About
Highly accomplished Data Engineer with 5 years of experience designing, building, and optimizing large-scale data pipelines and analytical platforms in big data and cloud environments. Proven track record in finance, telecom, and analytics, leveraging expertise in ETL/ELT, Apache Spark, PySpark, and AWS (EMR, S3, Lambda, Athena) to improve data quality, reduce processing times, and enable data-driven decision-making at scale. Adept at integrating diverse data, implementing robust governance frameworks, and collaborating with cross-functional Agile teams to deliver high-impact data solutions.
Work
Marlabs
|Data Engineer
Recife, Pernambuco, Brazil
→
Summary
Currently leading big data pipeline development and operations on AWS for Serasa Experian, focusing on sensitive data governance, quality, and cost efficiency to deliver standardized datasets.
Highlights
Architected, implemented, and orchestrated scalable data pipelines using EMR (Spark/PySpark/Scala), Airflow, and Lambda, integrating diverse data sources like TXT, CSV, Parquet, Iceberg, mainframe, SQL databases, and APIs.

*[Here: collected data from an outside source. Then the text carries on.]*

//! Shared "scenario pipeline" used by `yw run` and the integration tests.
//!
//! Keeping this in one place avoids duplicating the core workflow:
//! calendar -> history merge -> selection -> levels -> events -> (monthly) ->
//! dispatch + forecast -> forecast curve fit -> comparison with the current curve
//!
//! The CLI can then focus on presentation (printing and exports).

use chrono::NaiveDate;
use tracing::{debug, info};

use crate::calendar::UsFederalCalendar;
use crate::domain::{Frequency, ModelType, RunConfig};
use crate::error::AppError;
use crate::fit::{ExplainThresholds, compare_and_explain, fit};
use crate::io::curve::{CurveFile, CurveSection};
use crate::io::scenario::{Scenario, load_scenario};
use crate::models::{ArtifactStore, ForecastSeries, forecast_all, model_type_for};
use crate::session::WizardSession;
use crate::table::FeatureTable;
use crate::table::resample::{month_row, to_monthly};
use crate::table::schema::ColumnDelta;

/// All computed outputs of a single scenario run.
#[derive(Debug, Clone)]
pub struct RunOutput {
    pub scenario: Scenario,
    /// Table handed to the forecasters (monthly when requested).
    pub table: FeatureTable,
    pub model_type: ModelType,
    pub delta: ColumnDelta,
    pub history_loaded: bool,
    pub events_recorded: usize,
    pub forecasts: Vec<ForecastSeries>,
    pub target: NaiveDate,
    /// Table row the forecast curve was read from (the target's month in monthly mode).
    pub row_date: NaiveDate,
    pub curve: CurveFile,
}

/// Load the scenario named by `config` and run it against `store`.
pub fn run_config(config: &RunConfig, store: &dyn ArtifactStore) -> Result<RunOutput, AppError> {
    let scenario = load_scenario(&config.scenario_path)?;
    run_scenario(scenario, config.frequency, store)
}

/// Build the feature table for `scenario` through the wizard steps.
pub fn build_table(scenario: &Scenario) -> Result<(FeatureTable, ColumnDelta, bool, usize), AppError> {
    let mut session = WizardSession::new().with_zero_means_missing(scenario.zero_means_missing);
    session.initialize(scenario.start(), scenario.end_date, &UsFederalCalendar)?;

    let history_loaded = match &scenario.history_csv {
        Some(path) => session.load_history_lenient(path)?,
        None => false,
    };

    let delta = session.select(scenario.selection())?;
    for level in &scenario.levels {
        session.apply_levels(level)?;
    }
    let events_recorded = session.record_events(&scenario.events)?;
    session.apply_events()?;

    Ok((session.into_table()?, delta, history_loaded, events_recorded))
}

/// Execute the full pipeline for an in-memory scenario.
pub fn run_scenario(
    scenario: Scenario,
    frequency: Frequency,
    store: &dyn ArtifactStore,
) -> Result<RunOutput, AppError> {
    let (daily, delta, history_loaded, events_recorded) = build_table(&scenario)?;
    let table = match frequency {
        Frequency::Daily => daily,
        Frequency::Monthly => to_monthly(&daily)?,
    };

    let model_type = model_type_for(&table)?;
    let forecasts = forecast_all(store, &table)?;

    let target = match scenario.target_date.or_else(|| table.last_date()) {
        Some(d) => d,
        None => return Err(AppError::precondition("Feature table has no rows to forecast.")),
    };
    let row_date = match frequency {
        Frequency::Daily => target,
        Frequency::Monthly => month_row(table.dates(), target).unwrap_or(target),
    };
    debug!(%target, %row_date, "forecast row resolved");
    let maturities: Vec<f64> = forecasts.iter().map(|s| f64::from(s.maturity.years())).collect();
    let yields = forecasts
        .iter()
        .map(|s| s.at(row_date).map(|p| p.mean))
        .collect::<Result<Vec<f64>, AppError>>()?;

    let forecast_fit = fit(&maturities, &yields)?;
    info!(%target, mse = forecast_fit.mse, "forecast curve fitted");
    let forecast = CurveSection::from_fit(&maturities, &yields, &forecast_fit);

    let (current, explanations) = match &scenario.current_curve {
        Some(obs) => {
            let current_fit = fit(&obs.maturities, &obs.yields)?;
            info!(mse = current_fit.mse, "current curve fitted");
            let lines = compare_and_explain(
                &current_fit.params,
                &forecast_fit.params,
                &ExplainThresholds::default(),
            );
            (
                Some(CurveSection::from_fit(&obs.maturities, &obs.yields, &current_fit)),
                lines,
            )
        }
        None => (None, Vec::new()),
    };

    let curve = CurveFile {
        tool: format!("yw {}", env!("CARGO_PKG_VERSION")),
        as_of: target,
        model_type,
        forecast,
        current,
        explanations,
    };

    Ok(RunOutput {
        scenario,
        table,
        model_type,
        delta,
        history_loaded,
        events_recorded,
        forecasts,
        target,
        row_date,
        curve,
    })
}

#[cfg(test)]
mod tests {
    use super::*;
    use crate::data::{demo_scenario, demo_store};
    use crate::domain::Maturity;
    use crate::error::ErrorKind;
    use crate::models::MemoryStore;

    #[test]
    fn demo_scenario_runs_daily_and_monthly() {
        let store = demo_store(42).unwrap();

        let daily = run_scenario(demo_scenario().unwrap(), Frequency::Daily, &store).unwrap();
        assert_eq!(daily.model_type, ModelType::All);
        assert_eq!(daily.forecasts.len(), Maturity::ALL.len());
        assert_eq!(daily.events_recorded, 3);
        assert_eq!(daily.target, NaiveDate::from_ymd_opt(2026, 3, 20).unwrap());
        assert!(daily.curve.current.is_some());
        assert!(!daily.curve.explanations.is_empty());
        assert!(daily.curve.forecast.mse.is_finite());

        let monthly = run_scenario(demo_scenario().unwrap(), Frequency::Monthly, &store).unwrap();
        assert_eq!(monthly.table.len(), 13);
        assert_eq!(monthly.target, daily.target);
    }

    #[test]
    fn missing_artifacts_are_dispatch_errors() {
        let err = run_scenario(demo_scenario().unwrap(), Frequency::Daily, &MemoryStore::new()).unwrap_err();
        assert_eq!(err.kind(), ErrorKind::Dispatch);
    }

    #[test]
    fn target_before_the_table_is_an_input_error() {
        let mut s = demo_scenario().unwrap();
        s.target_date = NaiveDate::from_ymd_opt(2025, 1, 2);
        let err = run_scenario(s, Frequency::Daily, &demo_store(1).unwrap()).unwrap_err();
        assert_eq!(err.kind(), ErrorKind::Input);
    }

    #[test]
    fn monthly_target_reads_its_own_month() {
        let ymd = |y, m, d| NaiveDate::from_ymd_opt(y, m, d).unwrap();
        let mut s = demo_scenario().unwrap();
        s.target_date = Some(ymd(2025, 3, 25));
        let run = run_scenario(s, Frequency::Monthly, &demo_store(42).unwrap()).unwrap();
        assert_eq!(run.target, ymd(2025, 3, 25));
        assert_eq!(run.row_date, ymd(2025, 3, 31));
        assert_eq!(run.table.dates()[0], run.row_date);
        for (series, y) in run.forecasts.iter().zip(&run.curve.forecast.yields) {
            assert_eq!(series.path.mean[0], *y);
        }

        let mut s = demo_scenario().unwrap();
        s.target_date = Some(ymd(2025, 4, 15));
        let run = run_scenario(s, Frequency::Monthly, &demo_store(42).unwrap()).unwrap();
        assert_eq!(run.row_date, ymd(2025, 4, 30));
    }
}
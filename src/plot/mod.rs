//! Terminal plotting.

pub mod ascii;

pub use ascii::*;
//! Formatted terminal output.
//!
//! We keep formatting code in one place so:
//! - the table/forecast/fit code stays clean and testable
//! - output changes are localized (the tests below pin the layouts)

use chrono::NaiveDate;

use crate::calendar::BusinessCalendar;
use crate::domain::catalog::CATALOG;
use crate::domain::{Frequency, ModelType};
use crate::error::AppError;
use crate::io::curve::{CurveFile, CurveSection};
use crate::models::ForecastSeries;
use crate::table::FeatureTable;
use crate::table::schema::ColumnDelta;

/// Header block of a `yw run`.
pub fn format_run_summary(
    table: &FeatureTable,
    model_type: ModelType,
    frequency: Frequency,
    history_loaded: bool,
) -> String {
    let mut out = String::new();

    out.push_str("=== yw - Yield Forecast Wizard ===\n");
    match (table.first_date(), table.last_date()) {
        (Some(first), Some(last)) => {
            out.push_str(&format!("Window: {first} .. {last} ({} rows)\n", table.len()))
        }
        _ => out.push_str("Window: (empty)\n"),
    }
    out.push_str(&format!(
        "Frequency: {}\n",
        match frequency {
            Frequency::Daily => "daily",
            Frequency::Monthly => "monthly",
        }
    ));
    out.push_str(&format!(
        "History: {}\n",
        if history_loaded { "merged" } else { "not loaded" }
    ));
    out.push_str(&format!("Model type: {}\n", model_type.label()));
    out.push_str(&format!("Columns: {}\n", table.columns().len()));
    out.push('\n');

    out
}

pub fn format_calendar(calendar: &BusinessCalendar, show_days: bool) -> String {
    let mut out = String::new();
    match (calendar.first(), calendar.last()) {
        (Some(first), Some(last)) => {
            out.push_str(&format!("Business days: {} ({first} .. {last})\n", calendar.len()));
        }
        _ => out.push_str("Business days: 0\n"),
    }
    if show_days {
        for d in calendar.days() {
            out.push_str(&format!("{d}\n"));
        }
    }
    out
}

/// Column list in table order, with markers for the last selection change.
pub fn format_columns(table: &FeatureTable, delta: Option<&ColumnDelta>) -> String {
    let mut out = String::new();
    out.push_str(&format!("Columns ({}):\n", table.columns().len()));
    for (i, name) in table.column_names().into_iter().enumerate() {
        let added = delta.is_some_and(|d| d.added.iter().any(|a| a == name));
        let marker = if added { "+" } else { " " };
        out.push_str(&format!("{marker}{:>3}  {name}\n", i + 1));
    }
    if let Some(d) = delta {
        for name in &d.removed {
            out.push_str(&format!("-      {name}\n"));
        }
    }
    out
}

/// One row per maturity, read at `target` (or the last row when `None`).
pub fn format_forecasts(series: &[ForecastSeries], target: Option<NaiveDate>) -> Result<String, AppError> {
    let mut out = String::new();
    out.push_str(
        format!(
            "{:<9} {:<10} {:>9} {:>9} {:>9}  {}\n",
            "maturity", "date", "mean", "lower", "upper", "artifact"
        )
        .trim_end(),
    );
    out.push('\n');
    out.push_str(format!("{:-<9} {:-<10} {:-<9} {:-<9} {:-<9}  {:-<8}\n", "", "", "", "", "", "").trim_end());
    out.push('\n');

    for s in series {
        let point = match target {
            Some(t) => s.at(t)?,
            None => s
                .last()
                .ok_or_else(|| AppError::numerical(format!("Empty forecast from '{}'.", s.artifact)))?,
        };
        out.push_str(&format!(
            "{:<9} {:<10} {:>9.4} {:>9.4} {:>9.4}  {}\n",
            format!("{}y", s.maturity.years()),
            point.date,
            point.mean,
            point.lower,
            point.upper,
            s.artifact,
        ));
    }
    Ok(out)
}

fn format_section(title: &str, section: &CurveSection) -> String {
    let p = &section.params;
    let mut out = String::new();
    out.push_str(&format!("{title}:\n"));
    out.push_str(&format!(
        "- level={:.4} slope={:.4} curvature={:.4} lambda={:.4}\n",
        p.level, p.slope, p.curvature, p.lambda
    ));
    out.push_str(&format!("- mse  : {:.3e}\n", section.mse));
    out.push_str(&format!("- tau  : {}\n", fmt_vec(&section.maturities, 0)));
    out.push_str(&format!("- y    : {}\n", fmt_vec(&section.yields, 4)));
    out.push_str(&format!("- fit  : {}\n", fmt_vec(&section.fitted_yields, 4)));
    out
}

/// Fitted curve parameters and the explanation lines.
pub fn format_curve(curve: &CurveFile) -> String {
    let mut out = String::new();
    if let Some(current) = &curve.current {
        out.push_str(&format_section("Current curve", current));
    }
    out.push_str(&format_section(&format!("Forecast curve ({})", curve.as_of), &curve.forecast));
    if !curve.explanations.is_empty() {
        out.push('\n');
        out.push_str(&format_explanations(&curve.explanations));
    }
    out
}

pub fn format_explanations(lines: &[String]) -> String {
    let mut out = String::from("Explanation:\n");
    for line in lines {
        out.push_str(&format!("* {line}\n"));
    }
    out
}

pub fn format_tariff_catalog() -> String {
    let mut out = String::new();
    for c in &CATALOG {
        out.push_str(&format!("{:<16} {}\n", c.id, c.label));
    }
    out
}

fn fmt_vec(v: &[f64], decimals: usize) -> String {
    let parts: Vec<String> = v.iter().map(|x| format!("{x:.decimals$}")).collect();
    format!("[{}]", parts.join(", "))
}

Qualified, prioritized, and classified sensitive data, strengthening data governance and ensuring LGPD/PII compliance across massive datasets (billions of records).

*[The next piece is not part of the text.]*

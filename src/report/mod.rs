//! Reporting utilities: formatted terminal output for each command.

pub mod format;

pub use format::*;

Standardized and enriched data through schema normalization, consistent naming, data typing, deduplication, cleansing, and masking, reducing duplicates by ~15% and increasing critical field completeness to ~98%.

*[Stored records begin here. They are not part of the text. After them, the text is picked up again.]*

//! Rule-based explanations of parameter changes between two fitted curves.
//!
//! Parameters are examined in a fixed order (level, slope, curvature, lambda).
//! Values are rounded to 3 decimals before any comparison, and a parameter is
//! reported only when `|forecast - current|` exceeds its threshold. The wording
//! branches on the signs of current, forecast and delta. Values are printed
//! with at least one decimal place (`4.0`, not `4`).

use serde::{Deserialize, Serialize};

use crate::domain::AfnsParams;

pub const NO_SIGNIFICANT_CHANGE: &str =
    "There are no significant changes in the yield curve parameters between the current and forecasted periods.";

#[derive(Debug, Clone, Copy, PartialEq, Eq, Serialize, Deserialize)]
#[serde(rename_all = "lowercase")]
pub enum Factor {
    Level,
    Slope,
    Curvature,
    Lambda,
}

impl Factor {
    pub const ALL: [Factor; 4] = [Factor::Level, Factor::Slope, Factor::Curvature, Factor::Lambda];

    fn value(self, p: &AfnsParams) -> f64 {
        match self {
            Factor::Level => p.level,
            Factor::Slope => p.slope,
            Factor::Curvature => p.curvature,
            Factor::Lambda => p.lambda,
        }
    }
}

/// Minimum absolute change per factor.
#[derive(Debug, Clone, Copy, PartialEq, Serialize, Deserialize)]
pub struct ExplainThresholds {
    pub level: f64,
    pub slope: f64,
    pub curvature: f64,
    pub lambda: f64,
}

impl Default for ExplainThresholds {
    fn default() -> Self {
        Self {
            level: 0.05,
            slope: 0.05,
            curvature: 0.05,
            lambda: 0.05,
        }
    }
}

impl ExplainThresholds {
    fn get(&self, f: Factor) -> f64 {
        match f {
            Factor::Level => self.level,
            Factor::Slope => self.slope,
            Factor::Curvature => self.curvature,
            Factor::Lambda => self.lambda,
        }
    }
}

/// One explanation line.
#[derive(Debug, Clone, PartialEq, Serialize, Deserialize)]
pub struct Explanation {
    /// `None` for the "no significant change" message.
    pub factor: Option<Factor>,
    pub text: String,
}

/// Explanation texts in factor order, or the single default message.
pub fn compare_and_explain(
    current: &AfnsParams,
    forecast: &AfnsParams,
    thresholds: &ExplainThresholds,
) -> Vec<String> {
    explain(current, forecast, thresholds)
        .into_iter()
        .map(|e| e.text)
        .collect()
}

pub fn explain(current: &AfnsParams, forecast: &AfnsParams, thresholds: &ExplainThresholds) -> Vec<Explanation> {
    let mut out: Vec<Explanation> = Factor::ALL
        .into_iter()
        .filter_map(|f| {
            let cur = f.value(current);
            let fut = f.value(forecast);
            describe(f, round3(cur), round3(fut), round3(fut - cur), thresholds.get(f)).map(|text| Explanation {
                factor: Some(f),
                text,
            })
        })
        .collect();

    if out.is_empty() {
        out.push(Explanation {
            factor: None,
            text: NO_SIGNIFICANT_CHANGE.to_string(),
        });
    }
    out
}

/// Round to 3 decimals, ties to even.
fn round3(v: f64) -> f64 {
    (v * 1000.0).round_ties_even() / 1000.0
}

fn describe(factor: Factor, cur: f64, fut: f64, diff: f64, threshold: f64) -> Option<String> {
    if diff.abs() <= threshold {
        return None;
    }
    let text = match factor {
        Factor::Level if diff > 0.0 => format!(
            "The level factor increased from {cur:?} to {fut:?}, suggesting that long-term yields are expected to rise. \
             Markets may be pricing higher long-run inflation or stronger growth."
        ),
        Factor::Level => format!(
            "The level factor decreased from {cur:?} to {fut:?}, indicating expectations of lower long-term interest rates. \
             This may signal weaker growth or lower inflation ahead."
        ),

        Factor::Slope if cur < 0.0 && fut < 0.0 && diff > 0.0 => format!(
            "The slope factor increased from {cur:?} to {fut:?}, but both values remain negative. \
             The curve stays inverted, though the inversion is expected to lessen, which may point to easing recession fears."
        ),
        Factor::Slope if cur < 0.0 && fut < 0.0 => format!(
            "The slope factor decreased from {cur:?} to {fut:?}, deepening the yield curve inversion. \
             This may reinforce expectations of an economic slowdown."
        ),
        Factor::Slope if cur < 0.0 && fut > 0.0 => format!(
            "The slope factor shifted from negative ({cur:?}) to positive ({fut:?}), a de-inversion from an inverted curve \
             to a normal upward-sloping one. This often accompanies an improving economic outlook."
        ),
        Factor::Slope if cur > 0.0 && fut < 0.0 => format!(
            "The slope factor flipped from positive ({cur:?}) to negative ({fut:?}), indicating an expected inversion of the \
             yield curve, often read as a recession warning."
        ),
        Factor::Slope if diff > 0.0 => format!(
            "The slope factor increased from {cur:?} to {fut:?}, steepening the yield curve. \
             This could point to stronger economic activity or rising long-term rates."
        ),
        Factor::Slope => format!(
            "The slope factor decreased from {cur:?} to {fut:?}, flattening the curve. \
             A flatter curve may reflect uncertainty or weakening momentum."
        ),

        Factor::Curvature if cur < 0.0 && fut < 0.0 && diff > 0.0 => format!(
            "The curvature factor increased from {cur:?} to {fut:?}, though both values are negative. \
             Mid-term yields are expected to be less depressed than before."
        ),
        Factor::Curvature if cur < 0.0 && fut < 0.0 => format!(
            "The curvature factor decreased further into negative territory ({cur:?} to {fut:?}), \
             indicating a more pronounced dip in medium-term yields."
        ),
        Factor::Curvature if cur > 0.0 && fut < 0.0 => format!(
            "The curvature factor changed from positive ({cur:?}) to negative ({fut:?}), suggesting a shift toward a \
             concave curve and possibly mid-term pessimism."
        ),
        Factor::Curvature if cur < 0.0 && fut > 0.0 => format!(
            "The curvature factor moved from negative ({cur:?}) to positive ({fut:?}), pointing to more convexity \
             and a possible mid-term rate rebound."
        ),
        Factor::Curvature if diff > 0.0 => format!(
            "The curvature factor increased from {cur:?} to {fut:?}, indicating a more pronounced hump at intermediate maturities. \
             This could reflect mixed expectations across horizons."
        ),
        Factor::Curvature => format!(
            "The curvature factor decreased from {cur:?} to {fut:?}, smoothing out the mid-term segment of the curve. \
             Expectations look more consistent across maturities."
        ),

        Factor::Lambda if diff > 0.0 => format!(
            "The lambda parameter rose from {cur:?} to {fut:?}, so the curve factors decay more quickly with maturity. \
             Short-term influences are expected to play a stronger role in shaping yields."
        ),
        Factor::Lambda => format!(
            "The lambda parameter fell from {cur:?} to {fut:?}, so the curve factors decay more slowly. \
             Long-term expectations are expected to carry more influence."
        ),
    };
    Some(text)
}

#[cfg(test)]
mod tests {
    use super::*;

    fn params(level: f64, slope: f64, curvature: f64, lambda: f64) -> AfnsParams {
        AfnsParams {
            level,
            slope,
            curvature,
            lambda,
        }
    }

    #[test]
    fn slope_de_inversion_is_the_only_explanation() {
        let out = explain(
            &params(4.5, -1.2, 0.8, 0.5),
            &params(4.5, 0.3, 0.8, 0.5),
            &ExplainThresholds::default(),
        );
        assert_eq!(out.len(), 1);
        assert_eq!(out[0].factor, Some(Factor::Slope));
        assert!(out[0].text.contains("de-inversion"));
        assert!(out[0].text.contains("(-1.2)"));
        assert!(out[0].text.contains("(0.3)"));
    }

    #[test]
    fn no_change_emits_default_message() {
        let p = params(4.5, -1.2, 0.8, 0.5);
        let q = params(4.53, -1.17, 0.79, 0.52);
        assert_eq!(
            compare_and_explain(&p, &q, &ExplainThresholds::default()),
            vec![NO_SIGNIFICANT_CHANGE.to_string()]
        );
    }

    #[test]
    fn explanations_follow_factor_order() {
        let out = explain(
            &params(4.0, 1.0, -0.5, 0.5),
            &params(3.0, -1.0, 0.5, 1.0),
            &ExplainThresholds::default(),
        );
        let factors: Vec<_> = out.iter().filter_map(|e| e.factor).collect();
        assert_eq!(factors, Factor::ALL.to_vec());
        assert!(out[0].text.contains("decreased"));
        assert!(out[1].text.contains("inversion"));
        assert!(out[2].text.contains("convexity"));
        assert!(out[3].text.contains("rose"));
    }

    #[test]
    fn threshold_uses_rounded_delta() {
        // 0.0504 rounds to 0.05, which is not strictly above the threshold.
        let out = explain(
            &params(4.0, 1.0, 1.0, 0.5),
            &params(4.0504, 1.0, 1.0, 0.5),
            &ExplainThresholds::default(),
        );
        assert_eq!(out[0].factor, None);
    }

    #[test]
    fn whole_numbers_keep_a_decimal_place() {
        let out = explain(
            &params(4.0, 1.0, 1.0, 0.5),
            &params(4.5, 1.0, 1.0, 0.5),
            &ExplainThresholds::default(),
        );
        assert!(out[0].text.contains("from 4.0 to 4.5"), "{}", out[0].text);
    }

    #[test]
    fn rounding_ties_go_to_even() {
        assert_eq!(round3(0.0625), 0.062);
        assert_eq!(round3(0.1875), 0.188);
        assert_eq!(round3(-1.2), -1.2);
    }
}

Stored and exposed data within the Silver layer using EMR/Scala with Glue Data Catalog, enabling efficient querying via Athena for multiple business units.
Automated deployment and continuous monitoring with Jenkins and Airflow DAGs, ensuring high availability and meeting critical SLAs.
Collaborated with Agile Scrum squads and business stakeholders to define and prioritize data engineering requirements.
Datainfo
|Data Engineer
Recife, Pernambuco, Brazil
→
Summary
Engineered and optimized large-scale fiscal data pipelines for SEFAZ-PE, ensuring high-quality datasets for auditors and directors to drive financial analysis and decision-making.
Highlights
Engineered and optimized data ingestion and transformation pipelines using Hadoop, Spark, Hive, Impala, and SQL, processing millions of daily fiscal records from diverse sources (databases, XML, TXT).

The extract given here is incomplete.